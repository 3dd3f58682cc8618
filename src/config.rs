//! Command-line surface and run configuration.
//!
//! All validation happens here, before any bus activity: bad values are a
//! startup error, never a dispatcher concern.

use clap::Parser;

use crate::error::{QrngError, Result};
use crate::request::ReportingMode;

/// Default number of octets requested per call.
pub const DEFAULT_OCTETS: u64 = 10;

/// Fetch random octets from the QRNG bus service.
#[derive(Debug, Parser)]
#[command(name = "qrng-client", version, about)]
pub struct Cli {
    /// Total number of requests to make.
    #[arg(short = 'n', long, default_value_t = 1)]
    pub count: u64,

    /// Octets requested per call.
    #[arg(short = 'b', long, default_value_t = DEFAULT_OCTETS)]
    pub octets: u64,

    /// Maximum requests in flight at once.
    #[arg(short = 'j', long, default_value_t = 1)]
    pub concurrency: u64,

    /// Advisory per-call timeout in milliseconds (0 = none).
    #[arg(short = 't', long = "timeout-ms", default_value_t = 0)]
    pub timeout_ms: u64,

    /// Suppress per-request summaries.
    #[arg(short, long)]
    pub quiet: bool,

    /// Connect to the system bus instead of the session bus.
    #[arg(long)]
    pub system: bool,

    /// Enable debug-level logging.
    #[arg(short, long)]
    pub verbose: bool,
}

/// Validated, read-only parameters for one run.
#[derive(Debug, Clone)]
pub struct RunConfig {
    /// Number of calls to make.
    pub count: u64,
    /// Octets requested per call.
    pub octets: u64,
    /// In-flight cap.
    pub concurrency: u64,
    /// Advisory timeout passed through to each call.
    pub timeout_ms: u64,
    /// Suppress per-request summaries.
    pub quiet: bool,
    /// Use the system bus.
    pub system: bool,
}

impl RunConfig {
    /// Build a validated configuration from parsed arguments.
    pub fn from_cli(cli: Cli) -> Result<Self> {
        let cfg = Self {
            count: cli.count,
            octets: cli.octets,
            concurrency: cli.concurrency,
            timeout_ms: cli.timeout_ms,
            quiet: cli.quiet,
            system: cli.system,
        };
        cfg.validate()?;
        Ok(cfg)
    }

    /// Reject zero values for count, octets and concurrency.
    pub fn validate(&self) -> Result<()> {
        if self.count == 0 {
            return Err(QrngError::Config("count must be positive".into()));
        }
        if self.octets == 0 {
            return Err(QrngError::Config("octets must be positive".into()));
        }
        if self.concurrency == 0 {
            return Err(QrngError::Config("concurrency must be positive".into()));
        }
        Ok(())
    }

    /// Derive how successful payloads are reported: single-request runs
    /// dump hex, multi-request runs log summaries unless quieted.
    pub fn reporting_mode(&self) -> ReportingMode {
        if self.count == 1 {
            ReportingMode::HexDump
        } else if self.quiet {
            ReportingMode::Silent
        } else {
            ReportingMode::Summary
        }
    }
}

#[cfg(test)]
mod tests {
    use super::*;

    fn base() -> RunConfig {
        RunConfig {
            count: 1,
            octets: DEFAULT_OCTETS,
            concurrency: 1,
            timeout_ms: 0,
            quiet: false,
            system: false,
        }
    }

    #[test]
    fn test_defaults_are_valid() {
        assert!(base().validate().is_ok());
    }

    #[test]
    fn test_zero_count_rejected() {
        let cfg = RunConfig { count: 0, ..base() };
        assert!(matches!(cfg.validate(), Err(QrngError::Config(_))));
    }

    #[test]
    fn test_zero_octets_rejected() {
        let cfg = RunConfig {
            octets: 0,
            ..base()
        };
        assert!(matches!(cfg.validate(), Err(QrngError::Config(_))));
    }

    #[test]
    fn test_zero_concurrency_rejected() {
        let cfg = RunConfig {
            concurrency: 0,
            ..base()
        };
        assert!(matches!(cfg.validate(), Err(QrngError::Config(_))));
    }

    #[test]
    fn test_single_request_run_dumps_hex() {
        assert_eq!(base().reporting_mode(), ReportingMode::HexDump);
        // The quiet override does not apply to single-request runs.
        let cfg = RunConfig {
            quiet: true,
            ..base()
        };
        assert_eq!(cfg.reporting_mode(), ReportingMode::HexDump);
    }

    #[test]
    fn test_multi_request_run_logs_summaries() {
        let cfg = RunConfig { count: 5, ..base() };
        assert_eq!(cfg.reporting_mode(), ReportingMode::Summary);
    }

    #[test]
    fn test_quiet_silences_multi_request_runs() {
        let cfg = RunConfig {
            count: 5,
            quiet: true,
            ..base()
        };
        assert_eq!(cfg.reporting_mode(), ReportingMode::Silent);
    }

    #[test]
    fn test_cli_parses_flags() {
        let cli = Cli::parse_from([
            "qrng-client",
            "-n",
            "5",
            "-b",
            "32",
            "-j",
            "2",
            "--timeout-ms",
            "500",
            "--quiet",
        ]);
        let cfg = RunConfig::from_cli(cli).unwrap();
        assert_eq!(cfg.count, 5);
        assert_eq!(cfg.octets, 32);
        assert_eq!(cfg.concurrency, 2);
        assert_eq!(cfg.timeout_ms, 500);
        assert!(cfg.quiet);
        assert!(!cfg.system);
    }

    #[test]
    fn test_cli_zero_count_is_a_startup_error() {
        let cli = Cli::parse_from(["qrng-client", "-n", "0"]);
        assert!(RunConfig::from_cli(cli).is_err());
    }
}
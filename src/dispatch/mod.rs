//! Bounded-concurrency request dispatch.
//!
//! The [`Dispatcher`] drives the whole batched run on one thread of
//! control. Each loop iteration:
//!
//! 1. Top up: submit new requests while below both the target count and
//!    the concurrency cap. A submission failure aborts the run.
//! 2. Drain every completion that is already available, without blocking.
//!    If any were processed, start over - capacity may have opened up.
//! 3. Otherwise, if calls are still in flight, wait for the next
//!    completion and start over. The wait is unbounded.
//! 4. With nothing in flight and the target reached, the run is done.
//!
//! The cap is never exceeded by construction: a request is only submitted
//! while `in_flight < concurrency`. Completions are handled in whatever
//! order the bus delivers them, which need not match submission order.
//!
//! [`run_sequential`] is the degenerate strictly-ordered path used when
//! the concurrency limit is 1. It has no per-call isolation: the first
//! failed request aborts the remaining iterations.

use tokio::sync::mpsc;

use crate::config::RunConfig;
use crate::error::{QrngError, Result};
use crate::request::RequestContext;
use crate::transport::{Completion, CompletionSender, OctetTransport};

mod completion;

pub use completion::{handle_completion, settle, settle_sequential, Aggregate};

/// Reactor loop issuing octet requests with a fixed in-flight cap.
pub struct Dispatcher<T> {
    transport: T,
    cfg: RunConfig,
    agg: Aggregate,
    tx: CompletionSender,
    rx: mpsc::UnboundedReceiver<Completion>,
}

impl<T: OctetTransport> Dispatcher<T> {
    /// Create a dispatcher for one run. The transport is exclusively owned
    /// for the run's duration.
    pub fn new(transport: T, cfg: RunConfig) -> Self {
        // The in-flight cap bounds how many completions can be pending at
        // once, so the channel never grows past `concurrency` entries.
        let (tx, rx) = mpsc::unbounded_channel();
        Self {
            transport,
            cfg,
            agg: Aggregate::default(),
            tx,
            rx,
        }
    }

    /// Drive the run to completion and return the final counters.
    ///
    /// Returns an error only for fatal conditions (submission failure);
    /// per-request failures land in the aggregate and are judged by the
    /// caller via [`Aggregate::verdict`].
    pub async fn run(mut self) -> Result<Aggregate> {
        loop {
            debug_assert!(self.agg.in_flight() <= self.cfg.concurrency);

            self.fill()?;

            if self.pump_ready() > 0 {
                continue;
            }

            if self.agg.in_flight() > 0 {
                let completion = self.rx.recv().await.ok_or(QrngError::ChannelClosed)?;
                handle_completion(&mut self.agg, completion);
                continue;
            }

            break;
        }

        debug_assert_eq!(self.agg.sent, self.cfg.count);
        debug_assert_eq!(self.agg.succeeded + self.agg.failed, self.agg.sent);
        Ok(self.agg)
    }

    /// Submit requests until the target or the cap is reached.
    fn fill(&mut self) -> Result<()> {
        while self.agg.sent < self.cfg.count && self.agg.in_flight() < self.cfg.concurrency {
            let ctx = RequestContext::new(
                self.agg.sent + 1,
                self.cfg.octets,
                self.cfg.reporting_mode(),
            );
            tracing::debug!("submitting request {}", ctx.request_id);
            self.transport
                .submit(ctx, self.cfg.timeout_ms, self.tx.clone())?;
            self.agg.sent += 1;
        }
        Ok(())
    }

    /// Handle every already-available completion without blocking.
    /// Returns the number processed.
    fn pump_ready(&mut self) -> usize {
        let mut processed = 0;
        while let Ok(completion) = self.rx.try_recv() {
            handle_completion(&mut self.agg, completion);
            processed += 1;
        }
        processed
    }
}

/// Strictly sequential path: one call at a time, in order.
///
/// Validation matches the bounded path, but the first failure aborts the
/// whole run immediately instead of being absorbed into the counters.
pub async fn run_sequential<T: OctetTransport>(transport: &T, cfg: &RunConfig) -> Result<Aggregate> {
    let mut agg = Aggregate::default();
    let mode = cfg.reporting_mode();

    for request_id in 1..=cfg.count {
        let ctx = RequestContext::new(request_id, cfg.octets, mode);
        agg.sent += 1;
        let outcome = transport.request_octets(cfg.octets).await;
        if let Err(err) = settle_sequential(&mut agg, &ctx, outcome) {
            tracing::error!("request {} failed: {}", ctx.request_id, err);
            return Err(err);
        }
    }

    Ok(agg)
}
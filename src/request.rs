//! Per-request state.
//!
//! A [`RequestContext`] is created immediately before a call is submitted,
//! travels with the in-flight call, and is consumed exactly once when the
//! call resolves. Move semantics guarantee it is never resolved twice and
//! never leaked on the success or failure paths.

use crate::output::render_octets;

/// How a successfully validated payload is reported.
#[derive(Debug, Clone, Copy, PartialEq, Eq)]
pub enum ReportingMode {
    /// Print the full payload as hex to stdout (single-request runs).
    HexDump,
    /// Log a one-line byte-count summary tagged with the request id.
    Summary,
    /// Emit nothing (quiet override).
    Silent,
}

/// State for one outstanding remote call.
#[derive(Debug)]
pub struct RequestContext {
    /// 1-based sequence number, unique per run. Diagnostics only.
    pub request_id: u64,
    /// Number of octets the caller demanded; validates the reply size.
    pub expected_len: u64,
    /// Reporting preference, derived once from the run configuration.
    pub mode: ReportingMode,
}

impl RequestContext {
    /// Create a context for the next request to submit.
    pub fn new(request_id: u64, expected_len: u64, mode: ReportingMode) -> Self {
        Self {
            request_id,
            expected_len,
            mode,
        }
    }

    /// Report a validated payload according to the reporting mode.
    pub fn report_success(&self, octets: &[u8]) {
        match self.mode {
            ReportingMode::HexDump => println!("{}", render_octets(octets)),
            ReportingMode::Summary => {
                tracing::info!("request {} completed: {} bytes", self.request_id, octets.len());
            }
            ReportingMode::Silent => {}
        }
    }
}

════════════════════

Requirement —
Extract exactly and only the lines above from the line containing "let ctx = RequestContext::new(request_id, cfg.octets, mode);" through the line containing "if let Err(err)", both end lines included.

Solution for this problem —
        let ctx = RequestContext::new(request_id, cfg.octets, mode);
        agg.sent += 1;
        let outcome = transport.request_octets(cfg.octets).await;
        if let Err(err) = settle_sequential(&mut agg, &ctx, outcome) {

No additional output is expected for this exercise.